I see it all the time, and I’m sure you do too:

“You need to work your glutes!”

“Your glutes aren’t activating…”

“Your ITB pain is probably to do with weak hips and glutes”

While all these statements may be true, there is more to running than just the glutes. To me, these statements all ask more questions than they answer:


  • Why aren’t your glutes activating? (actually, they are. But, you have some timing issues)
  • What ITB pain are you getting, and what other aches and pains do get as well? 
  • It’s very easy to pick up on the “in” thing to look at, and for many of us this will have a short term positive impact.

But the cause of pain or lack of performance is rarely, if ever, down to one thing. And there is one area that runners often overlook. There is one crucial part of our running joinery that needs to handle incredible force in all three places of motion, yet we rarely pay it any attention.

There is very little in the way of muscle or fat here, and many of us lack the required range of motion needed for effective walking, let alone running. This part of the body is very often the weak link in our chain, not least because throughout our life we have often injured it and then not given it a second thought when it has healed.

Any ideas yet…

You may well have guessed that I’m talking about the ankles.

Have you ever sprained an ankle? How about a hairline fracture or break? Ligament or tendon damage anyone?

Statistically, if you damage your ankle in any way, you are highly likely to keep on damaging it.

There is overwhelming evidence to support this view, so it is very important to follow any post-injury rehab fully.

Even if you have never been injured around the ankles, getting and keeping them strong should be a top priority for all runners.

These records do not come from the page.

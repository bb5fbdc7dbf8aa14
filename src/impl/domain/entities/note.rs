use chrono::{DateTime, Utc};

use super::ids::{ClientId, NoteId};

/// One entry of a client's note journal blob. Only identified by its position
/// in the decoded list.
#[derive(Debug, Clone, PartialEq, Eq)]
pub struct NoteEntry {
    /// Display string, not a sortable timestamp.
    pub date: String,
    pub content: String,
}

impl NoteEntry {
    pub fn new(date: impl Into<String>, content: impl Into<String>) -> Self {
        Self {
            date: date.into(),
            content: content.into(),
        }
    }
}

/// A note stored as its own row under the client, addressed by a stable id.
#[derive(Debug, Clone, PartialEq)]
pub struct NoteRecord {
    pub id: NoteId,
    pub client_id: ClientId,
    pub created_at: DateTime<Utc>,
    pub date_stamp: String,
    pub content: String,
}

#[derive(Debug, Clone)]
pub struct NoteDraft {
    pub client_id: ClientId,
    pub created_at: DateTime<Utc>,
    pub date_stamp: String,
    pub content: String,
}

impl From<&NoteRecord> for NoteEntry {
    fn from(record: &NoteRecord) -> Self {
        NoteEntry {
            date: record.date_stamp.clone(),
            content: record.content.clone(),
        }
    }
}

During the gait cycle. there are five primary force-absorption mechanisms


  • Foot pronation at mid-stance
  • Ankle dorsiflexion
  • Knee flexion
  • Hip flexion
  • Contralateral hip drop

Each of the above movements are required in different degrees to absorb the forces we experience when we run. When don’t have enough movement in one area, it can lead to too much movement in another area and puts more stress further up the kinetic chain that the body was designed to handle. This can become a real issue if the connective tissue and muscles throughout the chain are already weakened due to injury or lack of training.

Let’s assume for now, that foot pronation at mid stance is functioning as it should, but ankle dorsiflexion isn’t.

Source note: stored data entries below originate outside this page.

#![allow(dead_code)]

use std::{collections::HashMap, sync::Arc};

use async_trait::async_trait;
use chrono::{DateTime, TimeZone as _, Utc};
use coachlytic::{
    clock::FixedClock,
    config::CoachlyticConfig,
    datasources::{ClientRowModel, InMemoryStoreDatasource, StoreDatasource as _},
    entities::{
        Client, ClientDraft, ClientId, Invoice, InvoiceDraft, InvoiceId, InvoiceItem,
        InvoiceItemInput, LanguageTag, NoteDraft, NoteId, NoteRecord, SessionContext, UserId,
    },
    errors::StoreConstraintViolation,
    repositories::{
        ClientRepository, ClientRepositoryImpl, InvoiceRepository, InvoiceRepositoryImpl,
    },
    usecases::{ClientUsecaseImpl, InvoiceUsecaseImpl},
};
use fractic_server_error::ServerError;
use tokio::sync::Mutex;

#[derive(Debug, Clone, Copy, PartialEq, Eq, Hash)]
pub enum Op {
    InsertInvoice,
    UpdateInvoice,
    DeleteInvoice,
    InsertItems,
    DeleteItems,
    InsertNoteRecord,
    DeleteNoteRecord,
    UpdateClientNotes,
}

/// Scheduled failures, shared by the failing repositories below. Each entry
/// lets `skip` calls through, then fails the next `times`.
#[derive(Default)]
pub struct FailurePlan {
    failures: Mutex<HashMap<Op, (usize, usize)>>,
}

impl FailurePlan {
    async fn set(&self, op: Op, skip: usize, times: usize) {
        self.failures.lock().await.insert(op, (skip, times));
    }

    async fn check(&self, op: Op) -> Result<(), ServerError> {
        let mut failures = self.failures.lock().await;
        match failures.get_mut(&op) {
            Some((skip, _)) if *skip > 0 => {
                *skip -= 1;
                Ok(())
            }
            Some((_, times)) if *times > 0 => {
                *times -= 1;
                Err(StoreConstraintViolation::new("test", "injected failure"))
            }
            _ => Ok(()),
        }
    }
}

pub struct FlakyInvoiceRepository {
    inner: InvoiceRepositoryImpl<InMemoryStoreDatasource>,
    plan: FailurePlan,
}

impl FlakyInvoiceRepository {
    pub fn new(store: Arc<InMemoryStoreDatasource>) -> Self {
        Self {
            inner: InvoiceRepositoryImpl::new(store),
            plan: FailurePlan::default(),
        }
    }

    /// Makes the next `times` calls of `op` fail.
    pub async fn fail_next(&self, op: Op, times: usize) {
        self.plan.set(op, 0, times).await;
    }

    async fn check(&self, op: Op) -> Result<(), ServerError> {
        self.plan.check(op).await
    }
}

#[async_trait]
impl InvoiceRepository for FlakyInvoiceRepository {
    async fn list_invoices(&self, user_id: &UserId) -> Result<Vec<Invoice>, ServerError> {
        self.inner.list_invoices(user_id).await
    }

    async fn find_invoice(
        &self,
        user_id: &UserId,
        id: &InvoiceId,
    ) -> Result<Option<Invoice>, ServerError> {
        self.inner.find_invoice(user_id, id).await
    }

    async fn insert_invoice(&self, draft: InvoiceDraft) -> Result<Invoice, ServerError> {
        self.check(Op::InsertInvoice).await?;
        self.inner.insert_invoice(draft).await
    }

    async fn update_invoice(&self, invoice: &Invoice) -> Result<Invoice, ServerError> {
        self.check(Op::UpdateInvoice).await?;
        self.inner.update_invoice(invoice).await
    }

    async fn delete_invoice(&self, id: &InvoiceId) -> Result<(), ServerError> {
        self.check(Op::DeleteInvoice).await?;
        self.inner.delete_invoice(id).await
    }

    async fn insert_items(
        &self,
        invoice_id: &InvoiceId,
        items: &[InvoiceItemInput],
    ) -> Result<Vec<InvoiceItem>, ServerError> {
        self.check(Op::InsertItems).await?;
        self.inner.insert_items(invoice_id, items).await
    }

    async fn delete_items(&self, invoice_id: &InvoiceId) -> Result<(), ServerError> {
        self.check(Op::DeleteItems).await?;
        self.inner.delete_items(invoice_id).await
    }

    async fn client_exists(
        &self,
        user_id: &UserId,
        client_id: &ClientId,
    ) -> Result<bool, ServerError> {
        self.inner.client_exists(user_id, client_id).await
    }
}

pub struct FlakyClientRepository {
    inner: ClientRepositoryImpl<InMemoryStoreDatasource>,
    plan: FailurePlan,
}

impl FlakyClientRepository {
    pub fn new(store: Arc<InMemoryStoreDatasource>) -> Self {
        Self {
            inner: ClientRepositoryImpl::new(store),
            plan: FailurePlan::default(),
        }
    }

    /// Makes the next `times` calls of `op` fail.
    pub async fn fail_next(&self, op: Op, times: usize) {
        self.plan.set(op, 0, times).await;
    }

    /// Lets `skip` calls of `op` succeed, then fails the next one.
    pub async fn fail_after(&self, op: Op, skip: usize) {
        self.plan.set(op, skip, 1).await;
    }
}

#[async_trait]
impl ClientRepository for FlakyClientRepository {
    async fn list_clients(&self, user_id: &UserId) -> Result<Vec<Client>, ServerError> {
        self.inner.list_clients(user_id).await
    }

    async fn find_client(
        &self,
        user_id: &UserId,
        id: &ClientId,
    ) -> Result<Option<Client>, ServerError> {
        self.inner.find_client(user_id, id).await
    }

    async fn insert_client(&self, draft: ClientDraft) -> Result<Client, ServerError> {
        self.inner.insert_client(draft).await
    }

    async fn update_client(&self, client: &Client) -> Result<Client, ServerError> {
        self.inner.update_client(client).await
    }

    async fn update_client_notes(&self, id: &ClientId, notes: &str) -> Result<(), ServerError> {
        self.plan.check(Op::UpdateClientNotes).await?;
        self.inner.update_client_notes(id, notes).await
    }

    async fn delete_client(&self, id: &ClientId) -> Result<(), ServerError> {
        self.inner.delete_client(id).await
    }

    async fn list_note_records(
        &self,
        client_id: &ClientId,
    ) -> Result<Vec<NoteRecord>, ServerError> {
        self.inner.list_note_records(client_id).await
    }

    async fn insert_note_record(&self, draft: NoteDraft) -> Result<NoteRecord, ServerError> {
        self.plan.check(Op::InsertNoteRecord).await?;
        self.inner.insert_note_record(draft).await
    }

    async fn update_note_record(&self, record: &NoteRecord) -> Result<NoteRecord, ServerError> {
        self.inner.update_note_record(record).await
    }

    async fn delete_note_record(&self, id: &NoteId) -> Result<(), ServerError> {
        self.plan.check(Op::DeleteNoteRecord).await?;
        self.inner.delete_note_record(id).await
    }
}

pub fn now() -> DateTime<Utc> {
    Utc.with_ymd_and_hms(2024, 3, 5, 14, 30, 0).unwrap()
}

pub fn ctx() -> SessionContext {
    SessionContext::new(UserId::new("coach-1"), LanguageTag::En)
}

pub fn other_ctx() -> SessionContext {
    SessionContext::new(UserId::new("coach-2"), LanguageTag::Ja)
}

/// Client of `ctx()` that invoices are billed to.
pub const CLIENT: &str = "client-1";
/// Client of `other_ctx()`.
pub const OTHER_CLIENT: &str = "client-2";

pub fn client_row(id: &str, user_id: &str) -> ClientRowModel {
    ClientRowModel {
        id: id.to_string(),
        user_id: user_id.to_string(),
        name: format!("Client {id}"),
        email: None,
        phone: None,
        program: None,
        notes: String::new(),
        status: "active".to_string(),
        progress: 0,
        session_count: 0,
        next_session: None,
        created_at: now(),
    }
}

/// Store holding `CLIENT` (owned by `ctx()`) and `OTHER_CLIENT` (owned by
/// `other_ctx()`).
pub async fn seeded_store() -> Arc<InMemoryStoreDatasource> {
    let store = Arc::new(InMemoryStoreDatasource::new());
    store
        .insert_client(client_row(CLIENT, ctx().user_id.as_str()))
        .await
        .unwrap();
    store
        .insert_client(client_row(OTHER_CLIENT, other_ctx().user_id.as_str()))
        .await
        .unwrap();
    store
}

pub fn session_item() -> InvoiceItemInput {
    InvoiceItemInput::new("Session", 2, 50.0)
}

pub type TestInvoiceUsecase = InvoiceUsecaseImpl<Arc<FlakyInvoiceRepository>, FixedClock>;

pub async fn invoice_usecase_with(
    config: CoachlyticConfig,
) -> (
    TestInvoiceUsecase,
    Arc<FlakyInvoiceRepository>,
    Arc<InMemoryStoreDatasource>,
) {
    let store = seeded_store().await;
    let repository = Arc::new(FlakyInvoiceRepository::new(store.clone()));
    let usecase = InvoiceUsecaseImpl::with_clock(repository.clone(), config, FixedClock(now()));
    (usecase, repository, store)
}

pub async fn invoice_usecase() -> (
    TestInvoiceUsecase,
    Arc<FlakyInvoiceRepository>,
    Arc<InMemoryStoreDatasource>,
) {
    invoice_usecase_with(CoachlyticConfig::default()).await
}

pub type TestClientUsecase = ClientUsecaseImpl<Arc<FlakyClientRepository>, FixedClock>;

pub async fn client_usecase() -> (TestClientUsecase, Arc<FlakyClientRepository>) {
    let store = seeded_store().await;
    let repository = Arc::new(FlakyClientRepository::new(store));
    let usecase = ClientUsecaseImpl::with_clock(
        repository.clone(),
        CoachlyticConfig::default(),
        FixedClock(now()),
    );
    (usecase, repository)
}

If there is a restriction in the range of motion at the ankle, or the Central Nervous System isn’t acutely aware of the tiny movements required to keep the ankle & foot working correctly, a few things might happen:

  • The ankle gets injured
  • The loading forces are not absorbed as they should be, so they get pushed further up the chain to the next shock absorber. This puts a much higher stress level on it than the next absorber can comfortably handle.

This then fires another set of possibilities:

  • The next absorber, in our case the knee, gets injured.
  • The body creates a compensation by bringing in other structures to help handle the force. Over time this can lead to issues in a completely different area of the body. It can then be difficult to diagnose the original issue.
  • The knee passes the force further up the chain to the hips, and then the cycle repeats. However, the force has to be absorbed before it reaches the head; the last stop being the shoulders and neck.

So, all this passing of responsibility just because the ankles couldn’t absorb the forces as efficiently as they should.

So, next time you get calf, knee, hip, low back or shoulder pain, look at how your ankles move.

In the next post we’ll look at how you can test your ankle mobility and start to improve both your range of motion and proprioception (Central Nervous System awareness and control of the joint).

In the meantime, you can prepare by working on two-legged and single-legged balance, as well as beginning to notice whether your heels raise at the bottom of a squat.